--- ENTRIES SUPPLIED Enclosed Below ---

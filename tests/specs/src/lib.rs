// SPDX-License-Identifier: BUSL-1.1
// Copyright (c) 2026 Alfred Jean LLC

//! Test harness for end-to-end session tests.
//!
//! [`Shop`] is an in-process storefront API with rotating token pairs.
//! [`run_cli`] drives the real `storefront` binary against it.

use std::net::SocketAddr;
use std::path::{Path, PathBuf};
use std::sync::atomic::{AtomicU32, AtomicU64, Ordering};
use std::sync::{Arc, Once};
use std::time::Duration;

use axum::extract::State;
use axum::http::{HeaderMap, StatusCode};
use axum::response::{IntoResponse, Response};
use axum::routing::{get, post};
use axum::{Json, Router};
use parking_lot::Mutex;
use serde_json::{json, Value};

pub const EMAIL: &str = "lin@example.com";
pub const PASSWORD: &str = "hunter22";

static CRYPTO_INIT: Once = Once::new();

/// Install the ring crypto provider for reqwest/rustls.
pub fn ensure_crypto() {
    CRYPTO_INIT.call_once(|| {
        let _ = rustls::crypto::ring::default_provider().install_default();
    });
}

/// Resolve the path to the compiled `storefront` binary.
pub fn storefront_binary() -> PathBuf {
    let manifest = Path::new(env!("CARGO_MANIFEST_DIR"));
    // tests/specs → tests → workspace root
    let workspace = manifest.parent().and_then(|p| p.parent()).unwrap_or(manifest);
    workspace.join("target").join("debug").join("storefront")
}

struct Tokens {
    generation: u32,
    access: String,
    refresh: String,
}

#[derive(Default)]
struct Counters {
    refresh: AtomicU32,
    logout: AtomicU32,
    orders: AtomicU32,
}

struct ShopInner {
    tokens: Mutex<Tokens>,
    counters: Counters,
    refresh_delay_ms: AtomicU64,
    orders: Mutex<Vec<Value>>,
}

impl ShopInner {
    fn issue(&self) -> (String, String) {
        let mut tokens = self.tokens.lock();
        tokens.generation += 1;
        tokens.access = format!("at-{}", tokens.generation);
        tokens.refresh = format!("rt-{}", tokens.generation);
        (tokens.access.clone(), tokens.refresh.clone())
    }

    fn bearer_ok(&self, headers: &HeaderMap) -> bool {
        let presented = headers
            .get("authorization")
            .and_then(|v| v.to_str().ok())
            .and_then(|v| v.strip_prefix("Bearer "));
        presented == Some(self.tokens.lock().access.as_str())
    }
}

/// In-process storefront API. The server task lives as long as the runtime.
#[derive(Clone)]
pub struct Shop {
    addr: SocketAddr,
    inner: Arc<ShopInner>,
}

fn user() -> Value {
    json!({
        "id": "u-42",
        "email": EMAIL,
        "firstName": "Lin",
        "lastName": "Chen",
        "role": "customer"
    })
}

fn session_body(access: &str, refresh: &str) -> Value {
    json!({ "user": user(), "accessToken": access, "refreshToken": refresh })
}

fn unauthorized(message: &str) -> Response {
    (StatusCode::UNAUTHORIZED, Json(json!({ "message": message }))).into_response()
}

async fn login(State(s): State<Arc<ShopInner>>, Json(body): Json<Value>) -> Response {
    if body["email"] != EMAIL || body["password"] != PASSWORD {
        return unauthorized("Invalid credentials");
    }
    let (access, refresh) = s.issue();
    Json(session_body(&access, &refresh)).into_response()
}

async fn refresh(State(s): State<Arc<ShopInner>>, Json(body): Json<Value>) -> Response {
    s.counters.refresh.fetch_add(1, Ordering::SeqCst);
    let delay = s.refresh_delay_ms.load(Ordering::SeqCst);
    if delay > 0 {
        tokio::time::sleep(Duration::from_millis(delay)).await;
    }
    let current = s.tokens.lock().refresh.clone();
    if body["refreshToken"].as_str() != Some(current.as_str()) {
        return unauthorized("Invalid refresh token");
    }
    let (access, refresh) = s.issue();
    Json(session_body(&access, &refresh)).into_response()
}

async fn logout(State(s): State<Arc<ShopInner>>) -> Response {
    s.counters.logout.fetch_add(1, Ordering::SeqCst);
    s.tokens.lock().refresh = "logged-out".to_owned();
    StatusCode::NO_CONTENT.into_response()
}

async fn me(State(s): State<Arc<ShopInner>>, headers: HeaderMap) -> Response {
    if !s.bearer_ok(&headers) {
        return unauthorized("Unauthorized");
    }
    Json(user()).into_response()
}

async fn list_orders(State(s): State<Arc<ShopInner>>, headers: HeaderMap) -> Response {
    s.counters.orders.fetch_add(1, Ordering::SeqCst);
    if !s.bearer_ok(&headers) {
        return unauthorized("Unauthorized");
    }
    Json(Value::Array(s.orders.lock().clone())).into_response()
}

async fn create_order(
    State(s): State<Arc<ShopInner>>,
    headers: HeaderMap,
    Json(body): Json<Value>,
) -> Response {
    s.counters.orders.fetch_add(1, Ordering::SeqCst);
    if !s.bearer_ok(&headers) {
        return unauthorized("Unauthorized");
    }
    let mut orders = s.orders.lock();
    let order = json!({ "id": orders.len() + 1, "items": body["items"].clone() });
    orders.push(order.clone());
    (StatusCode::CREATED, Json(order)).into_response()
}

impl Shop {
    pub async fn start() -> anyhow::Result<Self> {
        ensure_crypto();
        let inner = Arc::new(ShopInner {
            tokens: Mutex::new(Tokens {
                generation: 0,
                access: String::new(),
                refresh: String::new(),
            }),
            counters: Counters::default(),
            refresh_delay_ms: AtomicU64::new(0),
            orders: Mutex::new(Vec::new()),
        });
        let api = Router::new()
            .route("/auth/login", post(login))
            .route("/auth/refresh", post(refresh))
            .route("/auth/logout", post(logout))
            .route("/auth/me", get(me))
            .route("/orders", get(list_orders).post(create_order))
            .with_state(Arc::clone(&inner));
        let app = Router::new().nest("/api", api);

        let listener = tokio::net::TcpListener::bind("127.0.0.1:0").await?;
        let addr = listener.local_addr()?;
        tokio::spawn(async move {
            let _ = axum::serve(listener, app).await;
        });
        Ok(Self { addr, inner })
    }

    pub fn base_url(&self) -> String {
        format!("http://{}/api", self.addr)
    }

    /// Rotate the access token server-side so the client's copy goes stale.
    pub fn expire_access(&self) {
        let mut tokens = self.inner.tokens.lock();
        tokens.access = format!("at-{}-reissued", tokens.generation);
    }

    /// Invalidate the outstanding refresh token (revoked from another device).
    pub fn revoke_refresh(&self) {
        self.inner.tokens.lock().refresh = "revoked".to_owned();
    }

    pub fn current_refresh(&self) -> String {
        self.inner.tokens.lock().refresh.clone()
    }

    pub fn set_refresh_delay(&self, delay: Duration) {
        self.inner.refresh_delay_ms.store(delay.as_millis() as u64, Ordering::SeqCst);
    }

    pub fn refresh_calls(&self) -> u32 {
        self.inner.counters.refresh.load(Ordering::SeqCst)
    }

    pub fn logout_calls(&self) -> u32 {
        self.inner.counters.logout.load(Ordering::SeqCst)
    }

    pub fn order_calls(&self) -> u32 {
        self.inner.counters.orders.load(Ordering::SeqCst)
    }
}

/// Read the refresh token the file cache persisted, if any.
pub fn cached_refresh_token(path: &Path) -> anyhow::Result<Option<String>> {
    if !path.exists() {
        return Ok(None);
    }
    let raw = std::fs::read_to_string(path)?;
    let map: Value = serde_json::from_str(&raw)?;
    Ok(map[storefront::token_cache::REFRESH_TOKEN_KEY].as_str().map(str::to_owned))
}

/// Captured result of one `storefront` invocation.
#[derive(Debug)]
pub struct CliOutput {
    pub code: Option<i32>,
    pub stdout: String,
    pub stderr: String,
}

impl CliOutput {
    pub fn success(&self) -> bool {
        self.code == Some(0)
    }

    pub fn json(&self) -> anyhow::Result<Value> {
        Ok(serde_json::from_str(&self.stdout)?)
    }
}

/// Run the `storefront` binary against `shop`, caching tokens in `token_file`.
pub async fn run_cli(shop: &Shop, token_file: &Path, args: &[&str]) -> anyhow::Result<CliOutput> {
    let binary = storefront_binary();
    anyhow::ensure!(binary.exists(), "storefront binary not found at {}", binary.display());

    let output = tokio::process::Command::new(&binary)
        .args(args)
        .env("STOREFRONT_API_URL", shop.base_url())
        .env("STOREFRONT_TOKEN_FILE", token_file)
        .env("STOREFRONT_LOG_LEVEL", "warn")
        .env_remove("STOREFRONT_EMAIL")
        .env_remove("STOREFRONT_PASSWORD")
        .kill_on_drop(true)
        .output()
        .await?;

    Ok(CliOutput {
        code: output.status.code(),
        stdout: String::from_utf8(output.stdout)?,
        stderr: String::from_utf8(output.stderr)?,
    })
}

--- End of Enclosed ENTRIES SUPPLIED ---
--- ENTRIES SUPPLIED Enclosed Below ---

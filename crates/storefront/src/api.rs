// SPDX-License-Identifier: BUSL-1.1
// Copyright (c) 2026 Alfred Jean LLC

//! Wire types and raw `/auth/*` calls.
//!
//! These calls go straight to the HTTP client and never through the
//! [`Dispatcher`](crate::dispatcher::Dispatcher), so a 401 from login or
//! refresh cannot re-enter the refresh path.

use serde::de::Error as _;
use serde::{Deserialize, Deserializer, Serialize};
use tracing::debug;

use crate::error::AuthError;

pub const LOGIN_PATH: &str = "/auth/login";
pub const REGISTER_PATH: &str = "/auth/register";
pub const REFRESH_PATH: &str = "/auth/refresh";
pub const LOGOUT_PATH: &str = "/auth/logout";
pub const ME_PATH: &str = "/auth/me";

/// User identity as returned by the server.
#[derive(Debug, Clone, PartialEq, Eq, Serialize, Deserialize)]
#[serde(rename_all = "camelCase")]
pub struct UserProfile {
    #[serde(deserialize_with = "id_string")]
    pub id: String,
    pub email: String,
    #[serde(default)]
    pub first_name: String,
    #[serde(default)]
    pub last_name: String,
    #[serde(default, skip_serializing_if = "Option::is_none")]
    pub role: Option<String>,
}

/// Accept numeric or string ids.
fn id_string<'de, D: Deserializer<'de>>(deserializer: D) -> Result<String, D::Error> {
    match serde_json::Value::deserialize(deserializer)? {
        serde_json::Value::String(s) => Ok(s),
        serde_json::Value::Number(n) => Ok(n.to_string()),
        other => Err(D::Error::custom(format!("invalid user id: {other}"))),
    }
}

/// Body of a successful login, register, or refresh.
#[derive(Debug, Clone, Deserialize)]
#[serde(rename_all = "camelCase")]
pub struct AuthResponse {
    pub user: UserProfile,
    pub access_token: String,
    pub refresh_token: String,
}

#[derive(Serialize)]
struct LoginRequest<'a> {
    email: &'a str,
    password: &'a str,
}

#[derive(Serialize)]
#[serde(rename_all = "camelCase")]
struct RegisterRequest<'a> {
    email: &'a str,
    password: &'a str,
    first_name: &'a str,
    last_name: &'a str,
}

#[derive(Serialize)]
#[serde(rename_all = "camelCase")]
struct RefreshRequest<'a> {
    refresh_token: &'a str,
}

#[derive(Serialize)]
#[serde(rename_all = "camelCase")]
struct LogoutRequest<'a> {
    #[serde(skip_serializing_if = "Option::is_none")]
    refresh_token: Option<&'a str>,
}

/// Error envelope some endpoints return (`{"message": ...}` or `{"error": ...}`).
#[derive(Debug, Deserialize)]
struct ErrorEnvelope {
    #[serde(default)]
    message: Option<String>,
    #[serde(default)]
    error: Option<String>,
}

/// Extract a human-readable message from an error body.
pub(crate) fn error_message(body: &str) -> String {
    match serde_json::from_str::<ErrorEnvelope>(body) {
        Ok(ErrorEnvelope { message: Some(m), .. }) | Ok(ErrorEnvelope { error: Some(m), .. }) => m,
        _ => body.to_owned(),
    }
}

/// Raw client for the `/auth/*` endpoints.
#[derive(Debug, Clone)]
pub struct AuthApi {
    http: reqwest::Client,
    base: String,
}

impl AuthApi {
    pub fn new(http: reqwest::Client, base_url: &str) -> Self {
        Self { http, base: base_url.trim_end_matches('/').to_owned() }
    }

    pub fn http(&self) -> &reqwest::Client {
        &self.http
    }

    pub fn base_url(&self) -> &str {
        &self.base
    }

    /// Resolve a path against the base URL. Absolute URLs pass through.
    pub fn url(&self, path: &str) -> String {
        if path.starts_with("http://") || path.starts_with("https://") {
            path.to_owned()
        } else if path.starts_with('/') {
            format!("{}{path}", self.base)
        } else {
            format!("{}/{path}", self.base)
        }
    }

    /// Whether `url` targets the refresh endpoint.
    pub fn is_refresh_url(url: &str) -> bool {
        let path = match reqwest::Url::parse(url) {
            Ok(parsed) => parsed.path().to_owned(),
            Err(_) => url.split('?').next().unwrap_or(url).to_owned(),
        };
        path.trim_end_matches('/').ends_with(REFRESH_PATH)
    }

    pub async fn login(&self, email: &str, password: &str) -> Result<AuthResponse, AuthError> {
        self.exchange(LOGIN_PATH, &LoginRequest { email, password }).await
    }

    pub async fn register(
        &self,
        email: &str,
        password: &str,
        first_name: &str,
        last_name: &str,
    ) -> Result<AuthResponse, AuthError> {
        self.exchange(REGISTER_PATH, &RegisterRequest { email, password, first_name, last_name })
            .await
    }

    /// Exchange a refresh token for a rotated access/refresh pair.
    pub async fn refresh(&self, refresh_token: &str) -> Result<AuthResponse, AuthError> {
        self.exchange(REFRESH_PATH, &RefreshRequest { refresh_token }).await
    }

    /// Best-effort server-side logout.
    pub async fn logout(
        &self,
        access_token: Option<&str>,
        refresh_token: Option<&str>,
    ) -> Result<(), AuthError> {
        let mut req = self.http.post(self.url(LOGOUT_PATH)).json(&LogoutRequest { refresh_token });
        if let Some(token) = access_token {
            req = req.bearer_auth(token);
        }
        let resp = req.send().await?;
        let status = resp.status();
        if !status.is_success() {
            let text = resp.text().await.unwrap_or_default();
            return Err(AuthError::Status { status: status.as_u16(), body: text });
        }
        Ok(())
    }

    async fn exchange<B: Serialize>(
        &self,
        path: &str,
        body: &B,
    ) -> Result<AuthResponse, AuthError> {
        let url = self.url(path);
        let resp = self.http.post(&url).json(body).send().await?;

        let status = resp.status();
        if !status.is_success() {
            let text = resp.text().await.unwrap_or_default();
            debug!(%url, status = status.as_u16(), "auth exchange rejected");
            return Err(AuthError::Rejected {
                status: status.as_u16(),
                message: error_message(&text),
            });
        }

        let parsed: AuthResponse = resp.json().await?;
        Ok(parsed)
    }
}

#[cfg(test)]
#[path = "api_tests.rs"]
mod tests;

--- End of Enclosed ENTRIES SUPPLIED ---

Begin at the line above that has "filename tests/specs/src/lib.rs" and stop after the line that has "pub const EMAIL: &str", copying each line exactly and adding nothing else.

filename tests/specs/src/lib.rs
// SPDX-License-Identifier: BUSL-1.1
// Copyright (c) 2026 Alfred Jean LLC

//! Test harness for end-to-end session tests.
//!
//! [`Shop`] is an in-process storefront API with rotating token pairs.
//! [`run_cli`] drives the real `storefront` binary against it.

use std::net::SocketAddr;
use std::path::{Path, PathBuf};
use std::sync::atomic::{AtomicU32, AtomicU64, Ordering};
use std::sync::{Arc, Once};
use std::time::Duration;

use axum::extract::State;
use axum::http::{HeaderMap, StatusCode};
use axum::response::{IntoResponse, Response};
use axum::routing::{get, post};
use axum::{Json, Router};
use parking_lot::Mutex;
use serde_json::{json, Value};

pub const EMAIL: &str = "lin@example.com";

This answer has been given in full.